COUNTERMEASURES TO PREVENT AND CONTROL TUBERCULOSIS IN CATTLE AND WILDLIFE RESERVOIRS
Location: Infectious Bacterial Diseases Research Unit
Title: Infection of PBMC with HIV-1 impairs effector function of Mycobacteria-specific CD8+ T cells from tuberculin-reactive donors
| Huante, M - |
| Hogg, A - |
| Deveraj, M - |
| Cloyd, E - |
| Graviss, W - |
| Endsley, J - |
Submitted to: Meeting Abstract
Publication Type: Abstract Only
Publication Acceptance Date: April 11, 2011
Publication Date: April 11, 2011
Citation: Huante, M.B., Hogg, A.E., Deveraj, M.W., Cloyd, E.A., Graviss, W.R., Waters, W.R., Endsley, J.J. 2011. Infection of PBMC with HIV-1 impairs effector function of Mycobacteria-specific CD8+ T cells from tuberculin-reactive donors [abstract]. p. 1.

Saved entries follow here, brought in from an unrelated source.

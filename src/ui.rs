use ratatui::{prelude::*, widgets::*};

use crate::app::session::SessionPhase;
use crate::app::state::ActivityLevel;
use crate::models::{Address, Lamports};

/// Renders a command hint such as `[a] Airdrop 2 SOL`, dimmed when unavailable
pub fn render_action<'a>(key: char, label: &'a str, enabled: bool) -> Vec<Span<'a>> {
    let (key_style, label_style) = if enabled {
        (
            Style::default().fg(Color::Black).bg(Color::Cyan).bold(),
            Style::default().fg(Color::White),
        )
    } else {
        (
            Style::default().fg(Color::DarkGray),
            Style::default().fg(Color::DarkGray),
        )
    };
    vec![
        Span::styled(format!(" {key} "), key_style),
        Span::styled(format!(" {label}  "), label_style),
    ]
}

/// Renders a bordered card with a colored title
pub fn render_card<'a>(title: &'a str, lines: Vec<Line<'a>>, highlight: bool) -> Paragraph<'a> {
    let border_style = if highlight {
        Style::default().fg(Color::Cyan)
    } else {
        Style::default()
    };

    Paragraph::new(lines)
        .block(
            Block::default()
                .borders(Borders::ALL)
                .border_style(border_style)
                .title(title),
        )
        .wrap(Wrap { trim: false })
}

/// Label/value pair on one line
pub fn field_line<'a>(label: &'a str, value: impl Into<String>, color: Color) -> Line<'a> {
    Line::from(vec![
        Span::styled(format!("{label:<10}"), Style::default().fg(Color::DarkGray)),
        Span::styled(value.into(), Style::default().fg(color)),
    ])
}

/// Abbreviate an address as `AbCd…WxYz` for narrow terminals
pub fn short_address(address: &Address, width: u16) -> String {
    let text = address.to_string();
    if (width as usize) >= text.len() + 12 || text.len() <= 12 {
        return text;
    }
    format!("{}…{}", &text[..6], &text[text.len() - 6..])
}

pub fn format_balance(balance: Option<Lamports>) -> String {
    match balance {
        Some(lamports) => lamports.to_string(),
        None => "…".to_string(),
    }
}

/// Phase color
pub fn phase_color(phase: SessionPhase) -> Color {
    match phase {
        SessionPhase::Empty => Color::DarkGray,
        SessionPhase::Fundable => Color::Yellow,
        SessionPhase::Funded => Color::Green,
        SessionPhase::Connected => Color::Cyan,
        SessionPhase::Transferred => Color::Magenta,
        SessionPhase::TransferFailed => Color::Red,
    }
}

/// Activity level color
pub fn activity_color(level: ActivityLevel) -> Color {
    match level {
        ActivityLevel::Info => Color::Gray,
        ActivityLevel::Success => Color::Green,
        ActivityLevel::Error => Color::Red,
    }
}

#[cfg(test)]
mod tests {
    use super::*;

    #[test]
    fn test_short_address() {
        let address = Address::new([7u8; 32]);
        let full = address.to_string();
        assert_eq!(short_address(&address, 200), full);

        let short = short_address(&address, 20);
        assert!(short.starts_with(&full[..6]));
        assert!(short.ends_with(&full[full.len() - 6..]));
        assert_eq!(short.chars().count(), 13);
    }

    #[test]
    fn test_format_balance() {
        assert_eq!(format_balance(None), "…");
        assert_eq!(format_balance(Some(Lamports::from_sol(2))), Lamports::from_sol(2).to_string());
    }
}
//! UI events - messages from UI layer to App layer

use crossterm::event::{KeyCode, KeyEvent, KeyEventKind, KeyModifiers};

/// Events generated from user input in the UI layer
#[derive(Debug, Clone, Copy, PartialEq, Eq)]
pub enum UiEvent {
    // Session commands
    CreateAccount,
    RequestAirdrop,
    ConnectWallet,
    DisconnectWallet,
    Transfer,
    RefreshBalance,

    // Activity log
    ScrollUp,
    ScrollDown,

    // Popups
    DismissNotice,
    ToggleHelp,
    CloseHelp,

    // System
    Quit,
}

/// Convert a key event to a UiEvent based on which popup is open
pub fn key_to_ui_event(key: KeyEvent, show_help: bool, show_notice: bool) -> Option<UiEvent> {
    if key.kind != KeyEventKind::Press {
        return None;
    }

    if key.modifiers.contains(KeyModifiers::CONTROL) && key.code == KeyCode::Char('c') {
        return Some(UiEvent::Quit);
    }

    // Popups swallow every other key
    if show_help {
        return Some(UiEvent::CloseHelp);
    }
    if show_notice {
        return match key.code {
            KeyCode::Esc | KeyCode::Enter | KeyCode::Char(' ') => Some(UiEvent::DismissNotice),
            KeyCode::Char('q') => Some(UiEvent::Quit),
            _ => None,
        };
    }

    match key.code {
        KeyCode::Char('q') => Some(UiEvent::Quit),
        KeyCode::Char('?') => Some(UiEvent::ToggleHelp),
        KeyCode::Char('n') => Some(UiEvent::CreateAccount),
        KeyCode::Char('a') => Some(UiEvent::RequestAirdrop),
        KeyCode::Char('c') => Some(UiEvent::ConnectWallet),
        KeyCode::Char('d') => Some(UiEvent::DisconnectWallet),
        KeyCode::Char('t') => Some(UiEvent::Transfer),
        KeyCode::Char('r') => Some(UiEvent::RefreshBalance),
        KeyCode::Up => Some(UiEvent::ScrollUp),
        KeyCode::Down => Some(UiEvent::ScrollDown),
        _ => None,
    }
}

#[cfg(test)]
mod tests {
    use super::*;

    fn press(code: KeyCode) -> KeyEvent {
        KeyEvent::new(code, KeyModifiers::NONE)
    }

    #[test]
    fn test_command_keys() {
        assert_eq!(key_to_ui_event(press(KeyCode::Char('n')), false, false), Some(UiEvent::CreateAccount));
        assert_eq!(key_to_ui_event(press(KeyCode::Char('t')), false, false), Some(UiEvent::Transfer));
        assert_eq!(key_to_ui_event(press(KeyCode::Char('x')), false, false), None);
    }

    #[test]
    fn test_notice_captures_keys() {
        assert_eq!(key_to_ui_event(press(KeyCode::Char('t')), false, true), None);
        assert_eq!(key_to_ui_event(press(KeyCode::Enter), false, true), Some(UiEvent::DismissNotice));
        assert_eq!(key_to_ui_event(press(KeyCode::Char('t')), true, false), Some(UiEvent::CloseHelp));
    }

    #[test]
    fn test_ctrl_c_always_quits() {
        let key = KeyEvent::new(KeyCode::Char('c'), KeyModifiers::CONTROL);
        assert_eq!(key_to_ui_event(key, true, true), Some(UiEvent::Quit));
    }
}
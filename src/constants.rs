//! Application constants
//!
//! Centralized location for cluster URLs, amounts and timing defaults.

use std::time::Duration;

/// Lamports in one whole SOL
pub const LAMPORTS_PER_SOL: u64 = 1_000_000_000;

/// Fixed faucet request: 2 SOL
pub const AIRDROP_LAMPORTS: u64 = 2 * LAMPORTS_PER_SOL;

/// Fixed transfer to the connected wallet: 2 SOL
pub const TRANSFER_LAMPORTS: u64 = 2 * LAMPORTS_PER_SOL;

/// Public RPC endpoints per cluster
pub const DEVNET_URL: &str = "https://api.devnet.solana.com";
pub const TESTNET_URL: &str = "https://api.testnet.solana.com";
pub const MAINNET_BETA_URL: &str = "https://api.mainnet-beta.solana.com";
pub const LOCALNET_URL: &str = "http://127.0.0.1:8899";

/// How long the freshly created account stays hidden before it is shown
pub const ACCOUNT_REVEAL_DELAY: Duration = Duration::from_secs(1);

pub const DEFAULT_REQUEST_TIMEOUT_SECS: u64 = 30;
pub const DEFAULT_CONFIRM_TIMEOUT_SECS: u64 = 60;
pub const DEFAULT_POLL_INTERVAL_MS: u64 = 500;

/// Log file written next to the working directory
pub const DEFAULT_LOG_FILE: &str = "airdrop-tui.log";

/// Config directory name under the user's home
pub const CONFIG_DIR_NAME: &str = ".airdrop-tui";

/// Maximum activity log entries kept in memory
pub const MAX_ACTIVITY: usize = 50;

/// Application name
pub const APP_NAME: &str = "Airdrop TUI";

/// Application version
pub const APP_VERSION: &str = env!("CARGO_PKG_VERSION");
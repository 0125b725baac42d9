//! Network actor - runs ledger RPC calls and wallet handshakes in the Tokio runtime

use std::sync::Arc;
use tokio::sync::mpsc;
use tokio::task::JoinSet;

use crate::constants::TRANSFER_LAMPORTS;
use crate::error::TransferError;
use crate::messages::{NetworkCommand, NetworkResponse, Operation};
use crate::models::Lamports;
use crate::network::NetworkClient;
use crate::transfer::TransferOrchestrator;
use crate::wallet::{EventHandler, WalletConnector, WalletEvent, WalletEventPayload};

/// Network actor that executes session commands against the ledger and wallet
pub struct NetworkActor {
    client: Arc<NetworkClient>,
    connector: WalletConnector,
    transfers: Arc<TransferOrchestrator>,
    response_tx: mpsc::UnboundedSender<NetworkResponse>,
    active_requests: JoinSet<()>,
}

impl NetworkActor {
    pub fn new(
        client: Arc<NetworkClient>,
        connector: WalletConnector,
        response_tx: mpsc::UnboundedSender<NetworkResponse>,
    ) -> Self {
        let transfers = Arc::new(TransferOrchestrator::new(client.clone()));
        let actor = NetworkActor {
            client,
            connector,
            transfers,
            response_tx,
            active_requests: JoinSet::new(),
        };
        actor.subscribe_wallet_events();
        actor
    }

    /// Forward provider notifications to the App layer
    fn subscribe_wallet_events(&self) {
        let Some(handle) = self.connector.detect() else {
            tracing::info!("No wallet provider detected");
            return;
        };
        tracing::info!(provider = handle.name(), "Wallet provider detected");
        for event in [WalletEvent::Connect, WalletEvent::Disconnect, WalletEvent::AccountChanged] {
            let tx = self.response_tx.clone();
            let handler: EventHandler = Arc::new(move |payload: &WalletEventPayload| {
                let _ = tx.send(NetworkResponse::WalletEvent(payload.clone()));
            });
            handle.provider().on(event, handler);
        }
    }

    /// Run the network actor message loop
    pub async fn run(mut self, mut cmd_rx: mpsc::UnboundedReceiver<NetworkCommand>) {
        loop {
            tokio::select! {
                biased;

                // Handle incoming commands
                cmd = cmd_rx.recv() => {
                    match cmd {
                        Some(NetworkCommand::Shutdown) | None => {
                            self.active_requests.abort_all();
                            break;
                        }
                        Some(cmd) => self.spawn(cmd),
                    }
                }

                // Clean up completed tasks
                Some(result) = self.active_requests.join_next() => {
                    if let Err(e) = result {
                        if e.is_panic() {
                            tracing::error!(error = %e, "Network task panicked");
                        }
                    }
                }
            }
        }
    }

    fn spawn(&mut self, cmd: NetworkCommand) {
        let response_tx = self.response_tx.clone();
        let client = self.client.clone();

        match cmd {
            NetworkCommand::RefreshBalance { id, address } => {
                self.active_requests.spawn(async move {
                    let response = match client.get_balance(&address).await {
                        Ok(lamports) => NetworkResponse::Balance { id, address, lamports },
                        Err(e) => NetworkResponse::Error {
                            id,
                            operation: Operation::Balance,
                            message: e.to_string(),
                        },
                    };
                    let _ = response_tx.send(response);
                });
            }

            NetworkCommand::RequestAirdrop { id, address } => {
                self.active_requests.spawn(async move {
                    tracing::info!(id, address = %address, "Requesting airdrop");
                    let response = match client.airdrop(&address).await {
                        Ok(signature) => {
                            let balance = match client.get_balance(&address).await {
                                Ok(balance) => Some(balance),
                                Err(e) => {
                                    tracing::warn!(id, error = %e, "Balance refresh after airdrop failed");
                                    None
                                }
                            };
                            tracing::info!(id, signature = %signature, "Airdrop confirmed");
                            NetworkResponse::AirdropConfirmed { id, address, signature, balance }
                        }
                        Err(e) => {
                            tracing::warn!(id, error = %e, "Airdrop failed");
                            NetworkResponse::Error {
                                id,
                                operation: Operation::Airdrop,
                                message: e.to_string(),
                            }
                        }
                    };
                    let _ = response_tx.send(response);
                });
            }

            NetworkCommand::ConnectWallet { id } => {
                let connector = self.connector.clone();
                self.active_requests.spawn(async move {
                    let response = match connector.connect().await {
                        Ok(wallet) => NetworkResponse::WalletConnected { id, wallet },
                        Err(e) => NetworkResponse::Error {
                            id,
                            operation: Operation::Connect,
                            message: e.to_string(),
                        },
                    };
                    let _ = response_tx.send(response);
                });
            }

            NetworkCommand::DisconnectWallet { id } => {
                let connector = self.connector.clone();
                self.active_requests.spawn(async move {
                    let response = match connector.disconnect().await {
                        Ok(()) => NetworkResponse::WalletDisconnected { id },
                        Err(e) => NetworkResponse::Error {
                            id,
                            operation: Operation::Disconnect,
                            message: e.to_string(),
                        },
                    };
                    let _ = response_tx.send(response);
                });
            }

            NetworkCommand::Transfer { id, from, to } => {
                let transfers = self.transfers.clone();
                self.active_requests.spawn(async move {
                    let result = transfers
                        .transfer(&from, &to, Lamports(TRANSFER_LAMPORTS))
                        .await;
                    let response = match result {
                        Ok(outcome) => NetworkResponse::TransferSucceeded {
                            id,
                            receipt: outcome.receipt,
                            balance: outcome.balance,
                        },
                        Err(e) => NetworkResponse::TransferFailed {
                            id,
                            insufficient_balance: matches!(e, TransferError::InsufficientBalance(_)),
                            message: e.to_string(),
                        },
                    };
                    let _ = response_tx.send(response);
                });
            }

            NetworkCommand::Shutdown => {}
        }
    }
}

Tuberculosis is the most common opportunistic infection in individuals living with human immunodeficiency virus (HIV). The HIV crisis has further aided in the development of multi- or extensively- drug resistant TB (MDR-, XDR-TB). In addition to CD4+ T cell depletion, HIV infection compromises the function of several other components of cell mediated immunity to Mycobacterium tuberculosis (M.tb). The effects of HIV on the antibacterial activity of CD8+ T cells against mycobacteria and other opportunistic pathogens however, are poorly characterized. In these studies we used primary human peripheral blood mononuclear cells (PBMC) and an in vitro system to determine the effects of HIV-1 (strain 213) on antigen-specific (memory) recall to PPD or BCG by peripheral blood CD8+ T cells of healthy tuberculin skin test positive individuals. Antigen-specific CD8+ T cell activation was assessed by using multivariate flow cytometry, ELISA, real time PCR, and a CFU reduction assay. Our results demonstrate that HIV-1 infection of PBMC suppresses antigen-specific activation of CD8+T cells, including proliferation, expression of IFN-g and granulysin, and contact-dependent antibacterial activity by CD8+ T cells against mycobacteria-infected macrophages. These in vitro effects were not associated with changes in the common gamma chain cytokines (IL-2, IL-7, IL-15, and IL-21) or the receptors as has been postulated as a cause for cytotoxic T cell dysfunction based on observations in HIV+ patients. These findings suggest that suppression of CD8+ T cell effector function could contribute to the increased susceptibility of HIV+ patients to M.tb infection and suggest a mechanism independent from disruption of common gamma chain cytokine networks. These results have important implications for the use of cytokine-based immunotherapy to augment or restore CD8+ T cell function in HIV+ patients to boost host defense to M.tb or other opportunistic pathogens.